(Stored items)
════════════════

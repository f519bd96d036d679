//! Who calls whom, and an order in which functions can be realized.

use std::collections::{BTreeMap, BTreeSet};

use tracing::debug;

use crate::error::*;
use crate::func::function::{Env, Function};
use crate::ir::*;

/// Collects every read of a pipeline function or input image.
#[derive(Debug, Default)]
pub struct FindAllCalls {
    pub funcs_called: BTreeSet<String>,
    /// Each read with its coordinates, in visiting order.
    pub call_args: Vec<(String, Vec<Expr>)>
}

impl IRVisitor for FindAllCalls {
    fn visit_expr(&mut self, e: &Expr) {
        if let Some(call) = e.as_::<Call>() {
            if call.is_load() {
                self.funcs_called.insert(call.name.clone());
                self.call_args.push((call.name.clone(), call.args.clone()));
            }
        }
        walk_expr(self, e);
    }
}

/// Records the element type of every input image read.
#[derive(Debug, Default)]
pub struct FindImageInputs {
    pub input_types: BTreeMap<String, Type>
}

impl IRVisitor for FindImageInputs {
    fn visit_expr(&mut self, e: &Expr) {
        if let Some(call) = e.as_::<Call>() {
            if call.call_type == CallType::Image {
                self.input_types.insert(call.name.clone(), call.type_);
            }
        }
        walk_expr(self, e);
    }
}

/// Runs `visitor` over the values and arguments of every stage of `f`.
pub fn visit_function<V: IRVisitor>(visitor: &mut V, f: &Function) {
    for def in f.stages() {
        for e in def.values().iter().chain(def.args()) {
            visitor.visit_expr(e);
        }
    }
}

pub fn find_calls(e: &Expr) -> FindAllCalls {
    let mut finder = FindAllCalls::default();
    finder.visit_expr(e);
    finder
}

/// The pipeline functions `f` reads directly, excluding itself.
pub fn find_direct_calls(f: &Function) -> BTreeSet<String> {
    let mut finder = FindAllCalls::default();
    visit_function(&mut finder, f);
    let mut inputs = FindImageInputs::default();
    visit_function(&mut inputs, f);
    finder
        .funcs_called
        .into_iter()
        .filter(|name| name != f.name() && !inputs.input_types.contains_key(name))
        .collect()
}

/// Every pipeline function `f` depends on, directly or not.
pub fn find_transitive_calls(f: &Function, env: &Env) -> Result<BTreeSet<String>> {
    let mut result = BTreeSet::new();
    let mut pending: Vec<String> = find_direct_calls(f).into_iter().collect();
    while let Some(name) = pending.pop() {
        if !result.insert(name.clone()) {
            continue;
        }
        let callee = lookup(env, &name)?;
        pending.extend(find_direct_calls(callee));
    }
    Ok(result)
}

/// Every input image read anywhere in `env`, with its element type.
pub fn find_image_inputs(env: &Env) -> BTreeMap<String, Type> {
    let mut finder = FindImageInputs::default();
    for f in env.values() {
        visit_function(&mut finder, f);
    }
    finder.input_types
}

pub fn lookup<'e>(env: &'e Env, name: &str) -> Result<&'e Function> {
    match env.get(name) {
        Some(f) => Ok(f),
        None => UnknownFunctionSnafu { name }.fail()
    }
}

/// Names of `outputs` and everything they depend on, producers before
/// consumers. Ties are broken by name so the order is deterministic.
pub fn realization_order(outputs: &[&str], env: &Env) -> Result<Vec<String>> {
    fn visit(name: &str, env: &Env, visited: &mut BTreeSet<String>, order: &mut Vec<String>) -> Result<()> {
        if !visited.insert(name.to_string()) {
            return Ok(());
        }
        let f = lookup(env, name)?;
        for callee in find_direct_calls(f) {
            visit(&callee, env, visited, order)?;
        }
        order.push(name.to_string());
        Ok(())
    }

    let mut visited = BTreeSet::new();
    let mut order = vec![];
    for output in outputs {
        visit(output, env, &mut visited, &mut order)?;
    }
    debug!(?outputs, ?order, "realization order");
    Ok(order)
}

#[cfg(test)]
mod tests {
    use super::*;
    use crate::func::env_from;
    use crate::func::ImageInput;

    /// h reads an input, g reads h twice, f reads g and h
    fn chain() -> Env {
        let (x, y) = (Expr::var("x"), Expr::var("y"));
        let input = ImageInput::new("in", Type::uint(8), 2);
        let h = Function::pure("h", &["x", "y"], cast(Type::int(32), input.at(vec![x.clone(), y.clone()])));
        let g = Function::pure("g", &["x", "y"], h.call(vec![x.clone() - 1, y.clone()]) + h.call(vec![x.clone() + 1, y.clone()]));
        let f = Function::pure("f", &["x", "y"], g.call(vec![x.clone(), y.clone()]) * h.call(vec![x, y]));
        env_from(vec![f, g, h])
    }

    #[test]
    fn test_find_calls() {
        let env = chain();
        let calls = find_calls(&env["g"].init().values()[0]);
        assert_eq!(calls.funcs_called.len(), 1);
        assert_eq!(calls.call_args.len(), 2);
        assert_eq!(calls.call_args[0].1[0].to_string(), "x - 1");
    }

    #[test]
    fn test_direct_and_transitive_calls() {
        let env = chain();
        let direct: Vec<String> = find_direct_calls(&env["f"]).into_iter().collect();
        assert_eq!(direct, vec!["g", "h"]);
        assert!(find_direct_calls(&env["h"]).is_empty());
        assert_eq!(find_transitive_calls(&env["g"], &env).unwrap().len(), 1);
    }

    #[test]
    fn test_realization_order() {
        let env = chain();
        assert_eq!(realization_order(&["f"], &env).unwrap(), vec!["h", "g", "f"]);
        assert_eq!(realization_order(&["g", "f"], &env).unwrap(), vec!["h", "g", "f"]);
        assert!(realization_order(&["nope"], &env).is_err());
    }

    #[test]
    fn test_self_reference_in_update() {
        let x = Expr::var("x");
        let mut f = Function::pure("f", &["x"], x.clone());
        f.define_update(vec![x.clone()], vec![f.call(vec![x - 1]) + 1]).unwrap();
        let env = env_from(vec![f]);
        assert_eq!(realization_order(&["f"], &env).unwrap(), vec!["f"]);
    }

    #[test]
    fn test_find_image_inputs() {
        let inputs = find_image_inputs(&chain());
        assert_eq!(inputs.get("in"), Some(&Type::uint(8)));
        assert_eq!(inputs.len(), 1);
    }
}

════════════════

**WHAT THE TASK ASKS:**
Reproduce only the lines between the line containing "let inputs = find_image_inputs(&chain());" and the last line of the records, those two lines included, exactly.

**RESPONSE FOR THIS EXERCISE:**
        let inputs = find_image_inputs(&chain());
        assert_eq!(inputs.get("in"), Some(&Type::uint(8)));
        assert_eq!(inputs.len(), 1);
    }
}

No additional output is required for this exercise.